|Timeline:||April 2017 - 9 April 2021|
|Sources of funding:||* The project has received funding from the European Union’s Horizon 2020 research and innovation programme under the Marie Sklodowska-Curie grant agreement No 721995|
* Working with Aerovision BV as the E.S.R. no. 10 of the TRUSTEE network (trusteenetwork.eu)
* Members of TRUSTEE network: 9 academic and research institutes (Italy 2, Spain 2, Germany 2, United Kingdom 1, Belgium 2) and 3 companies (Netherlands, France, Italy)
The goal of this research is to use passive hyperspectral remote sensing for vegetation stress detection in agricultural crops. Vegetation stress is known to affect and block the plant’s metabolism, growth and development. For this reason, changes in specific plant traits can be an indicator of stress, and detecting these changes in traits can help diagnose potential stress factors in an early stage.
Crop models are able to simulate the development of agricultural crops based on weather, soil, crop and agro-management information. They can predict the final yield and also provide time profiles of major crop components such as leaves, roots, stems and grains and therefore, their use is promising in the domain of stress detection. One of their problems is their accuracy due to the weather and model uncertainty but, using remote sensing data assimilation can reduce those issues.

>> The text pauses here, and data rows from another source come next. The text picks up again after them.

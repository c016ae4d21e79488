use std::collections::BTreeMap;

use axum::{
    http::StatusCode,
    response::{IntoResponse, Response},
    Json,
};
use serde_json::json;
use thiserror::Error;
use validator::ValidationErrors;

use crate::services::session_machine::SessionError;

/// Failures of the backing document store, session cache or ledgers.
#[derive(Debug, Error)]
pub enum StoreError {
    #[error("mongodb error: {0}")]
    Mongo(#[from] mongodb::error::Error),
    #[error("redis error: {0}")]
    Redis(#[from] redis::RedisError),
    #[error("serialization error: {0}")]
    Json(#[from] serde_json::Error),
    #[error("bson decode error: {0}")]
    Bson(#[from] mongodb::bson::de::Error),
    #[error("{failed} of {total} progress upserts failed")]
    PartialBatch { failed: usize, total: usize },
    #[error("store unavailable: {0}")]
    Unavailable(String),
}

/// Field name -> violated constraints, as returned to authoring clients.
pub type FieldErrors = BTreeMap<String, Vec<String>>;

/// Error taxonomy surfaced at the HTTP boundary.
#[derive(Debug, Error)]
pub enum ApiError {
    #[error("validation failed")]
    Validation(FieldErrors),
    #[error("authentication required")]
    Unauthorized,
    #[error("{0} not found")]
    NotFound(String),
    #[error(transparent)]
    Conflict(#[from] SessionError),
    #[error("question batch unavailable: {0}")]
    Fetch(StoreError),
    #[error("persistence failed: {0}")]
    Persistence(#[from] StoreError),
}

impl ApiError {
    pub fn field(field: &str, message: impl Into<String>) -> Self {
        let mut fields = FieldErrors::new();
        fields.insert(field.to_string(), vec![message.into()]);
        ApiError::Validation(fields)
    }
}

impl From<ValidationErrors> for ApiError {
    fn from(errors: ValidationErrors) -> Self {
        let fields = errors
            .field_errors()
            .into_iter()
            .map(|(field, violations)| {
                let messages = violations
                    .iter()
                    .map(|violation| {
                        violation
                            .message
                            .as_ref()
                            .map(|m| m.to_string())
                            .unwrap_or_else(|| violation.code.to_string())
                    })
                    .collect();
                (field.to_string(), messages)
            })
            .collect();
        ApiError::Validation(fields)
    }
}

impl IntoResponse for ApiError {
    fn into_response(self) -> Response {
        let (status, body) = match &self {
            ApiError::Validation(fields) => (
                StatusCode::BAD_REQUEST,
                json!({ "error": "validation_failed", "fields": fields }),
            ),
            ApiError::Unauthorized => (
                StatusCode::UNAUTHORIZED,
                json!({ "error": "unauthorized", "message": self.to_string() }),
            ),
            ApiError::NotFound(_) => (
                StatusCode::NOT_FOUND,
                json!({ "error": "not_found", "message": self.to_string() }),
            ),
            ApiError::Conflict(_) => (
                StatusCode::CONFLICT,
                json!({ "error": "invalid_transition", "message": self.to_string() }),
            ),
            ApiError::Fetch(e) => {
                tracing::error!("Question fetch failed: {}", e);
                (
                    StatusCode::BAD_GATEWAY,
                    json!({ "error": "fetch_failed", "message": "Failed to fetch questions" }),
                )
            }
            ApiError::Persistence(e) => {
                tracing::error!("Persistence failed: {}", e);
                (
                    StatusCode::INTERNAL_SERVER_ERROR,
                    json!({ "error": "internal", "message": "Internal Server Error" }),
                )
            }
        };

        (status, Json(body)).into_response()
    }
}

Radiative transfer models can describe the link between plant traits and leaf/canopy spectral reflectance and thus, using this kind of models can help us link vegetation stress and changes in the reflectance. One of their main disadvantages is that they can estimate the same reflectance spectra based on different combinations of input parameters. One way to overcome this problem is to use prior information for our retrieval.
With this research we expect to answer the following questions: 1) how different levels of nutrient and water stress change the plant pigments and structural traits of the potato crops, over time 2) what is the impact of these changes on the top of the canopy reflectance of the crop 3) how to combine and use a radiative-transfer and a crop model for early detection of vegetation stress.
We will use the SCOPE model to create time series of retrieved vegetation properties from reflectance measurements in different stages of the crop development. Based on the time series of the retrieved properties, the difference between the stressed and non-stresses crops and subsequently the difference in the top of the canopy reflectance will be identified. Finally, a crop model will be combined with SCOPE to simulate the crop growth, for early stress detection and to investigate how the crop development and production is affected due to vegetation stress.